To quote Mr. Darcy, “I was in the middle
before I knew I had begun.”
“It is a truth
universally acknowledged...”
I never imagined the A&E Pride
& Prejudice mini-series could have moved me so
profoundly. Although it renewed my interest in all
of Jane Austen’s novels, it was Darcy & Elizabeth
who sent me headlong into an obsession
that has not yet run its course. (Granted, my
interest might not have been so keen had the role of
Mr. Darcy not been so well cast.) My path to Jane
Austen fandom in general and Pride & Prejudice
specifically began like hordes of others. I was
swept away by A&E’s production of the mini-series.

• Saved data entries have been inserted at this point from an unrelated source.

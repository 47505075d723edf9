use calamine::{open_workbook_auto, Data, Range, Reader};
use std::collections::HashMap;
use std::path::Path;
use tracing::debug;

use crate::error::{ProcessingError, Result};
use crate::models::CellValue;

/// One worksheet: a header row and rectangular data rows.
#[derive(Debug, Clone, PartialEq, Default)]
pub struct SheetTable {
    pub name: String,
    pub headers: Vec<String>,
    pub rows: Vec<Vec<CellValue>>,
}

impl SheetTable {
    /// Build from a header row and data rows; rows are padded or cut to the
    /// header width and header cells are trimmed.
    pub fn new(name: impl Into<String>, headers: Vec<String>, rows: Vec<Vec<CellValue>>) -> Self {
        let headers: Vec<String> = headers
            .into_iter()
            .enumerate()
            .map(|(idx, h)| {
                let h = h.trim();
                if h.is_empty() {
                    format!("column_{}", idx + 1)
                } else {
                    h.to_string()
                }
            })
            .collect();
        let width = headers.len();
        let rows = rows
            .into_iter()
            .map(|mut row| {
                row.resize(width, CellValue::Empty);
                row
            })
            .collect();

        Self {
            name: name.into(),
            headers,
            rows,
        }
    }

    /// First header equal to `name` after trimming.
    pub fn column_index(&self, name: &str) -> Option<usize> {
        let name = name.trim();
        self.headers.iter().position(|h| h == name)
    }

    pub fn row_count(&self) -> usize {
        self.rows.len()
    }

    fn from_range(name: &str, range: &Range<Data>) -> Self {
        let mut rows = range.rows();
        let headers = match rows.next() {
            Some(header_row) => header_row
                .iter()
                .map(|cell| cell_from_data(cell).to_trimmed_string())
                .collect(),
            None => Vec::new(),
        };
        let body = rows
            .filter(|row| row.iter().any(|c| !matches!(c, Data::Empty)))
            .map(|row| row.iter().map(cell_from_data).collect())
            .collect();

        Self::new(name, headers, body)
    }
}

/// Convert a calamine cell into the backend-independent cell model.
pub fn cell_from_data(cell: &Data) -> CellValue {
    match cell {
        Data::Int(i) => CellValue::Number(*i as f64),
        Data::Float(f) => CellValue::Number(*f),
        Data::String(s) => CellValue::Text(s.clone()),
        Data::Bool(b) => CellValue::Bool(*b),
        Data::DateTime(dt) => CellValue::Number(dt.as_f64()),
        Data::DateTimeIso(s) | Data::DurationIso(s) => CellValue::Text(s.clone()),
        _ => CellValue::Empty,
    }
}

pub struct WorkbookReader;

impl WorkbookReader {
    pub fn new() -> Self {
        Self
    }

    /// Read every worksheet of the workbook at `path`, in workbook order.
    pub fn read_sheets(&self, path: &Path) -> Result<Vec<SheetTable>> {
        if !path.exists() {
            return Err(ProcessingError::MissingFile {
                path: path.to_path_buf(),
            });
        }

        let mut workbook = open_workbook_auto(path)?;
        let sheet_names = workbook.sheet_names().to_vec();
        if sheet_names.is_empty() {
            return Err(ProcessingError::InvalidFormat(format!(
                "workbook {} has no worksheets",
                path.display()
            )));
        }

        let mut sheets = Vec::with_capacity(sheet_names.len());
        for sheet_name in &sheet_names {
            let range = workbook.worksheet_range(sheet_name)?;
            let sheet = SheetTable::from_range(sheet_name, &range);
            debug!(
                sheet = %sheet_name,
                rows = sheet.row_count(),
                columns = sheet.headers.len(),
                "Read worksheet"
            );
            sheets.push(sheet);
        }

        Ok(sheets)
    }
}

impl Default for WorkbookReader {
    fn default() -> Self {
        Self::new()
    }
}

/// Stack sheets on top of each other, aligning columns by header name.
/// Columns appear in first-seen order; cells a sheet does not have are empty.
pub fn concat_sheets(name: &str, sheets: &[SheetTable]) -> SheetTable {
    let mut headers: Vec<String> = Vec::new();
    let mut positions: HashMap<String, usize> = HashMap::new();
    for sheet in sheets {
        for header in &sheet.headers {
            if !positions.contains_key(header) {
                positions.insert(header.clone(), headers.len());
                headers.push(header.clone());
            }
        }
    }

    let mut rows = Vec::with_capacity(sheets.iter().map(SheetTable::row_count).sum());
    for sheet in sheets {
        // Duplicate headers inside one sheet keep the first occurrence
        let mut mapping: Vec<Option<usize>> = Vec::with_capacity(sheet.headers.len());
        let mut seen = vec![false; headers.len()];
        for header in &sheet.headers {
            let target = positions[header];
            if seen[target] {
                mapping.push(None);
            } else {
                seen[target] = true;
                mapping.push(Some(target));
            }
        }

        for row in &sheet.rows {
            let mut combined = vec![CellValue::Empty; headers.len()];
            for (cell, target) in row.iter().zip(&mapping) {
                if let Some(target) = target {
                    combined[*target] = cell.clone();
                }
            }
            rows.push(combined);
        }
    }

    SheetTable {
        name: name.to_string(),
        headers,
        rows,
    }
}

Darcy & Elizabeth’s story transfixed me. I simply
could not bear to have it end. (I really, really
could bear for it to end.) In my quest for more, I
dug out my hardback copy of P&P and read and re-read
it. I reread Austen's other novels and several
biographies. This little foray into all that was
Austen was fulfilling in many ways. I learnt what
any Jane Austen enthusiast worth their salt knows.
Jane was
not some humourless spinster.
Her
cunning prose and societal insight announced itself
early on. In what is described as her Juvenilia
her heroine warns a friend prone to histrionics,
decrying fainting fits – “Run mad if you must, but
do not swoon.”
Her letters to
her sister Cassandra were filled with local bits of
news, some related with more than a little cheek. In
one letter to her sister, Jane tells of a pregnant
neighbor taken to the straw. “Mrs. Hall was
brought to bed yesterday of a dead child some weeks
before she expected, owing to a fright,” writes
Jane. “I suppose she happened to look unawares upon
her husband.” (Who would have guessed Miss
Austen was that irreverent?)
For all that, my
appetite for Pride & Prejudice remained unsated.
I
fantasized about what might have really come to pass
behind Pemberley’s portieres. Was she so inclined,
Austen certainly could not enlighten us – and not
just because she is dead. As a well-brought up
maiden, she could not have presumed to know what
passed between a married couple. (For that matter,
if one looks carefully Austen’s novels, they do not
contain a conversation solely between menfolk
either.) Indeed, Jane Austen’s novels concluded with
the wedding ceremony. Although Jane Austen is very
nearly perfection, she is burdened by a single
criticism. In ending P&P with the Darcys on the cusp
of what undoubtedly would be a marriage of unrivaled
passion, she has left many of her readers with a
case of literary coitus interruptus.
(It
is a sad commentary on my character that Austen’s gifts
as a writer took a backseat to Colin Firth’s
incomparable portrayal of the smoldering Mr. Darcy.)
Like
countless others, I continued to moon about the
Darcys. I was embarrassed by my lately-come
fanaticism, but unable to shake it. While the
internet was rife with fan fiction, a computer
dunce, I was completely oblivious. So, to fill my
need to learn what might have become of the Darcys,
I eventually quit my explicit day-dreaming and began
to fill page after page of legal-size yellow tablets
with purple prose. Pen and paper soon deemed too
slow, I continued to muse in the glow of my computer
screen. Honing my limited fictional skills, I was
content in the certainty that my words would never
see the light of day. Indeed, that freedom unleashed
my heretofore dormant imagination. Perhaps I was not
the first sequelist, but none were more brazen.
The whole
enterprise was a lark – pages locked in a drawer to
one day embarrass my children. My husband, a most
reticent man, expressed his admiration for my
accomplishment by insisting that I publish the book.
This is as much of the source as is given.